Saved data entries
___
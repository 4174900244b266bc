//! Worker records and the registry that tracks them.
//!
//! The registry is appended to by admission and compacted by the supervisor.
//! A record never owns its child process (the reaper task does); it holds a
//! view of the worker's exit state, the token that kills it, and the slot
//! permit that keeps it counted against the pool ceiling.

use std::time::{Duration, Instant};

use tokio::sync::{OwnedSemaphorePermit, watch};
use tokio_util::sync::CancellationToken;
use uuid::Uuid;

/// Unique identifier assigned to a worker at admission.
pub type WorkerId = Uuid;

/// Lifecycle state published by a worker's reaper task.
#[derive(Debug, Clone, Copy, PartialEq, Eq)]
pub enum WorkerState {
    Running,
    /// The process has been reaped. `code` is `None` when it died from a
    /// signal or its status could not be collected.
    Exited { code: Option<i32> },
}

impl WorkerState {
    pub const fn is_exited(self) -> bool {
        matches!(self, Self::Exited { .. })
    }
}

/// Point-in-time view of a registered worker.
#[derive(Debug, Clone, PartialEq, Eq)]
pub struct WorkerInfo {
    pub id: WorkerId,
    pub pid: Option<u32>,
    pub age: Duration,
}

/// A running worker that has outlived the slow-worker threshold.
#[derive(Debug, Clone, PartialEq, Eq)]
pub struct SlowWorker {
    pub id: WorkerId,
    pub pid: Option<u32>,
    pub elapsed: Duration,
}

/// Outcome of one reconciliation pass.
#[derive(Debug, Default)]
pub struct Reconciliation {
    /// Records removed because their process exited, with the final state.
    pub evicted: Vec<(WorkerId, WorkerState)>,
    /// Records still running past the threshold. They stay registered.
    pub slow: Vec<SlowWorker>,
}

pub(crate) struct WorkerRecord {
    id: WorkerId,
    pid: Option<u32>,
    created_at: Instant,
    state: watch::Receiver<WorkerState>,
    kill: CancellationToken,
    /// Dropped with the record, which frees the slot for the next admission.
    _slot: Option<OwnedSemaphorePermit>,
}

impl WorkerRecord {
    pub(crate) fn new(
        id: WorkerId,
        pid: Option<u32>,
        created_at: Instant,
        state: watch::Receiver<WorkerState>,
        kill: CancellationToken,
        slot: Option<OwnedSemaphorePermit>,
    ) -> Self {
        Self {
            id,
            pid,
            created_at,
            state,
            kill,
            _slot: slot,
        }
    }

    pub(crate) const fn id(&self) -> WorkerId {
        self.id
    }

    pub(crate) const fn pid(&self) -> Option<u32> {
        self.pid
    }

    pub(crate) fn state(&self) -> WorkerState {
        *self.state.borrow()
    }

    pub(crate) fn age(&self, now: Instant) -> Duration {
        now.saturating_duration_since(self.created_at)
    }

    /// Ask the reaper to force-kill the process. Idempotent.
    pub(crate) fn kill(&self) {
        self.kill.cancel();
    }

    /// Resolve once the reaper reports the process gone.
    ///
    /// A reaper that vanished without reporting counts as exited.
    pub(crate) async fn exited(&self) -> WorkerState {
        let mut state = self.state.clone();
        match state.wait_for(|s| s.is_exited()).await {
            Ok(s) => *s,
            Err(_) => WorkerState::Exited { code: None },
        }
    }

    fn info(&self, now: Instant) -> WorkerInfo {
        WorkerInfo {
            id: self.id,
            pid: self.pid,
            age: self.age(now),
        }
    }
}

/// Ordered collection of live worker records.
#[derive(Default)]
pub(crate) struct Registry {
    records: Vec<WorkerRecord>,
    closed: bool,
}

impl Registry {
    pub(crate) const fn len(&self) -> usize {
        self.records.len()
    }

    pub(crate) const fn is_empty(&self) -> bool {
        self.records.is_empty()
    }

    /// Whether the registry stopped accepting records after cancellation.
    pub(crate) const fn is_closed(&self) -> bool {
        self.closed
    }

    /// Append a record in admission order.
    ///
    /// Callers check [`is_closed`](Self::is_closed) under the same lock first.
    pub(crate) fn push(&mut self, record: WorkerRecord) {
        debug_assert!(!self.closed, "push into a closed registry");
        self.records.push(record);
    }

    /// Evict exited records and, when `slow_threshold` is given, report
    /// running records older than it.
    pub(crate) fn reconcile(
        &mut self,
        now: Instant,
        slow_threshold: Option<Duration>,
    ) -> Reconciliation {
        let (exited, live): (Vec<_>, Vec<_>) = std::mem::take(&mut self.records)
            .into_iter()
            .partition(|r| r.state().is_exited());
        self.records = live;

        let slow = slow_threshold
            .map(|threshold| {
                self.records
                    .iter()
                    .filter(|r| r.age(now) > threshold)
                    .map(|r| SlowWorker {
                        id: r.id,
                        pid: r.pid,
                        elapsed: r.age(now),
                    })
                    .collect()
            })
            .unwrap_or_default();

        Reconciliation {
            evicted: exited.iter().map(|r| (r.id, r.state())).collect(),
            slow,
        }
    }

    /// Stop accepting records and hand back everything still tracked.
    pub(crate) fn close(&mut self) -> Vec<WorkerRecord> {
        self.closed = true;
        std::mem::take(&mut self.records)
    }

    pub(crate) fn snapshot(&self, now: Instant) -> Vec<WorkerInfo> {
        self.records.iter().map(|r| r.info(now)).collect()
    }
}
___
The task
Copy out every line from the records that has the word "WorkerInfo".

Problem solution
pub struct WorkerInfo {
    fn info(&self, now: Instant) -> WorkerInfo {
        WorkerInfo {
    pub(crate) fn snapshot(&self, now: Instant) -> Vec<WorkerInfo> {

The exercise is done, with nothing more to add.